(Data records)
☆ ☆ ☆ ☆

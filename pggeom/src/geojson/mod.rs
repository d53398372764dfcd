//! GeoJSON codec over a generic `serde_json` tree.
//!
//! Geometries are exchanged as RFC 7946 objects: `type` plus `coordinates`
//! (`geometries` for collections). The M dimension is not representable and
//! is dropped in both directions; Z travels as 3-element positions. A
//! document without a `crs` member implies WGS 84, but no SRID is assumed
//! on read unless the caller supplies one.

mod geojson_reader;
mod geojson_writer;

pub(crate) use geojson_reader::read_geometry;
pub(crate) use geojson_writer::write_geometry;
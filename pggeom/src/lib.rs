//! PostGIS geometry codec: one in-memory model with EWKB/WKB, WKT/EWKT and
//! GeoJSON conversions.
//!
//! The model is a closed sum over the seven OGC Simple Features classes
//! (point, line string, polygon, their multi variants and the geometry
//! collection), each carrying an optional SRID and Z/M dimensionality
//! flags. Curved primitives and surfaces are out of scope.
//!
//! Construction from WKB or hex-encoded EWKB decodes only the record
//! header: type, SRID and dimensionality are available without touching a
//! coordinate, and the source bytes are served back verbatim until a
//! structural read or a mutation invalidates them.
//!
//! ```
//! use pggeom::{Geometry, GeometryType};
//!
//! # fn main() -> pggeom::Result<()> {
//! // SELECT 'POINT(-52 0)'::geometry
//! let geom = Geometry::new("01010000000000000000004AC00000000000000000", None)?;
//! assert_eq!(geom.geometry_type(), GeometryType::Point);
//! assert_eq!(geom.srid(), None);
//! assert_eq!(geom.to_wkt()?, "POINT (-52 0)");
//! # Ok(())
//! # }
//! ```
//!
//! Geometries can also be built from coordinates and combined:
//!
//! ```
//! use pggeom::{Geometry, MultiPoint, Point};
//!
//! # fn main() -> pggeom::Result<()> {
//! let mut mp = MultiPoint::new(
//!     vec![Point::new(&[0.0, 0.0], None)?, Point::new(&[1.0, 1.0], None)?],
//!     Some(4326),
//! )?;
//! mp.set_dimz(true)?;
//! assert_eq!(
//!     Geometry::from(mp).to_ewkt()?,
//!     "SRID=4326;MULTIPOINT Z (0 0 0, 1 1 0)"
//! );
//! # Ok(())
//! # }
//! ```

pub mod error;
#[cfg(feature = "with-geo")]
mod geo;
mod geojson;
mod geometry;
mod model;
mod shape;
mod wkb;
mod wkt;

pub use error::{PggeomError, Result};
pub use geometry::{Bounds, GeomInput, Geometry};
pub use model::{
    GeometryCollection, GeometryType, GeometryValue, LineString, MultiLineString, MultiPoint,
    MultiPolygon, Point, Polygon,
};
pub use shape::GeoShape;
pub use wkt::{set_wkt_precision, wkt_precision};
use crate::error::Result;
use crate::model::{GeometryValue, LineString, Point, Polygon};
use serde_json::{Value, json};

pub(crate) fn write_geometry(value: &GeometryValue) -> Result<Value> {
    Ok(match value {
        GeometryValue::Point(p) => json!({"type": "Point", "coordinates": position(p)}),
        GeometryValue::LineString(ls) => {
            json!({"type": "LineString", "coordinates": positions(ls)})
        }
        GeometryValue::Polygon(pg) => json!({"type": "Polygon", "coordinates": rings(pg)}),
        GeometryValue::MultiPoint(mp) => {
            let coords: Vec<Value> = mp.points().iter().map(position).collect();
            json!({"type": "MultiPoint", "coordinates": coords})
        }
        GeometryValue::MultiLineString(mls) => {
            let coords: Vec<Value> = mls.lines().iter().map(positions).collect();
            json!({"type": "MultiLineString", "coordinates": coords})
        }
        GeometryValue::MultiPolygon(mp) => {
            let coords: Vec<Value> = mp.polygons().iter().map(rings).collect();
            json!({"type": "MultiPolygon", "coordinates": coords})
        }
        GeometryValue::GeometryCollection(gc) => {
            let mut members = Vec::with_capacity(gc.len());
            for g in gc.geometries() {
                members.push(write_geometry(g.snapshot()?.as_ref())?);
            }
            json!({"type": "GeometryCollection", "geometries": members})
        }
    })
}

// M has no GeoJSON representation and is dropped
fn position(p: &Point) -> Value {
    if p.dimz() {
        json!([p.x(), p.y(), p.z().unwrap_or(0.0)])
    } else {
        json!([p.x(), p.y()])
    }
}

fn positions(ls: &LineString) -> Value {
    Value::Array(ls.points().iter().map(position).collect())
}

fn rings(pg: &Polygon) -> Value {
    Value::Array(pg.rings().iter().map(positions).collect())
}
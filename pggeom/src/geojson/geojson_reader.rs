use crate::error::{PggeomError, Result};
use crate::geometry::Geometry;
use crate::model::{
    GeometryCollection, GeometryValue, Head, LineString, MultiLineString, MultiPoint,
    MultiPolygon, Point, Polygon,
};
use serde_json::Value;

/// Decode an RFC 7946 geometry object. The result carries no SRID.
pub(crate) fn read_geometry(value: &Value) -> Result<GeometryValue> {
    let obj = value
        .as_object()
        .ok_or_else(|| PggeomError::Geojson("expected a JSON object".to_string()))?;
    let kind = obj
        .get("type")
        .and_then(Value::as_str)
        .ok_or_else(|| PggeomError::Geojson("missing `type` member".to_string()))?;

    if kind == "GeometryCollection" {
        let members = obj
            .get("geometries")
            .and_then(Value::as_array)
            .ok_or_else(|| PggeomError::Geojson("missing `geometries` member".to_string()))?;
        let mut geometries = Vec::with_capacity(members.len());
        for member in members {
            geometries.push(Geometry::from(read_geometry(member)?));
        }
        return Ok(GeometryValue::GeometryCollection(GeometryCollection::new(
            geometries, None,
        )?));
    }

    let coordinates = obj
        .get("coordinates")
        .ok_or_else(|| PggeomError::Geojson("missing `coordinates` member".to_string()))?;
    // positions within one geometry must share an arity of 2 or 3
    let mut arity = None;
    Ok(match kind {
        "Point" => GeometryValue::Point(position(coordinates, &mut arity)?),
        "LineString" => {
            let points = positions(coordinates, &mut arity)?;
            GeometryValue::LineString(LineString::from_raw(head_of(arity), points))
        }
        "Polygon" => {
            let rings = rings(coordinates, &mut arity)?;
            GeometryValue::Polygon(Polygon::from_raw(head_of(arity), rings))
        }
        "MultiPoint" => {
            let points = positions(coordinates, &mut arity)?;
            GeometryValue::MultiPoint(MultiPoint::from_raw(head_of(arity), points))
        }
        "MultiLineString" => {
            let arr = member_array(coordinates)?;
            let mut lines = Vec::with_capacity(arr.len());
            for member in arr {
                let points = positions(member, &mut arity)?;
                lines.push(LineString::from_raw(head_of(arity), points));
            }
            GeometryValue::MultiLineString(MultiLineString::from_raw(head_of(arity), lines))
        }
        "MultiPolygon" => {
            let arr = member_array(coordinates)?;
            let mut polygons = Vec::with_capacity(arr.len());
            for member in arr {
                let member_rings = rings(member, &mut arity)?;
                polygons.push(Polygon::from_raw(head_of(arity), member_rings));
            }
            GeometryValue::MultiPolygon(MultiPolygon::from_raw(head_of(arity), polygons))
        }
        other => {
            return Err(PggeomError::Geojson(format!(
                "unsupported geometry type `{other}`"
            )));
        }
    })
}

fn head_of(arity: Option<usize>) -> Head {
    Head {
        srid: None,
        dimz: arity == Some(3),
        dimm: false,
    }
}

fn member_array(value: &Value) -> Result<&Vec<Value>> {
    value
        .as_array()
        .ok_or_else(|| PggeomError::Geojson("`coordinates` must be an array".to_string()))
}

fn position(value: &Value, arity: &mut Option<usize>) -> Result<Point> {
    let arr = member_array(value)?;
    if !(2..=3).contains(&arr.len()) {
        return Err(PggeomError::Geojson(format!(
            "position has {} values, expected 2 or 3",
            arr.len()
        )));
    }
    match arity {
        Some(a) if *a != arr.len() => {
            return Err(PggeomError::Geojson(
                "mixed position dimensions within one geometry".to_string(),
            ));
        }
        None => *arity = Some(arr.len()),
        _ => {}
    }
    let mut nums = [0.0; 3];
    for (i, v) in arr.iter().enumerate() {
        nums[i] = v.as_f64().ok_or_else(|| {
            PggeomError::Geojson("position values must be numbers".to_string())
        })?;
    }
    Ok(Point::from_raw(
        head_of(*arity),
        nums[0],
        nums[1],
        nums[2],
        0.0,
    ))
}

fn positions(value: &Value, arity: &mut Option<usize>) -> Result<Vec<Point>> {
    let arr = member_array(value)?;
    let mut points = Vec::with_capacity(arr.len());
    for member in arr {
        points.push(position(member, arity)?);
    }
    Ok(points)
}

fn rings(value: &Value, arity: &mut Option<usize>) -> Result<Vec<LineString>> {
    let arr = member_array(value)?;
    let mut rings = Vec::with_capacity(arr.len());
    for member in arr {
        let points = positions(member, arity)?;
        rings.push(LineString::from_raw(head_of(*arity), points));
    }
    Ok(rings)
}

☆ ☆ ☆ ☆

== Exercise prompt ==
The expected output is the exact run of lines from the start of the entries through the line with "verbatim until a", inclusive.

== Solution below ==
filename pggeom/src/geojson/mod.rs
repository d53398372764dfcd
//! GeoJSON codec over a generic `serde_json` tree.
//!
//! Geometries are exchanged as RFC 7946 objects: `type` plus `coordinates`
//! (`geometries` for collections). The M dimension is not representable and
//! is dropped in both directions; Z travels as 3-element positions. A
//! document without a `crs` member implies WGS 84, but no SRID is assumed
//! on read unless the caller supplies one.

mod geojson_reader;
mod geojson_writer;

pub(crate) use geojson_reader::read_geometry;
pub(crate) use geojson_writer::write_geometry;
filename pggeom/src/lib.rs
//! PostGIS geometry codec: one in-memory model with EWKB/WKB, WKT/EWKT and
//! GeoJSON conversions.
//!
//! The model is a closed sum over the seven OGC Simple Features classes
//! (point, line string, polygon, their multi variants and the geometry
//! collection), each carrying an optional SRID and Z/M dimensionality
//! flags. Curved primitives and surfaces are out of scope.
//!
//! Construction from WKB or hex-encoded EWKB decodes only the record
//! header: type, SRID and dimensionality are available without touching a
//! coordinate, and the source bytes are served back verbatim until a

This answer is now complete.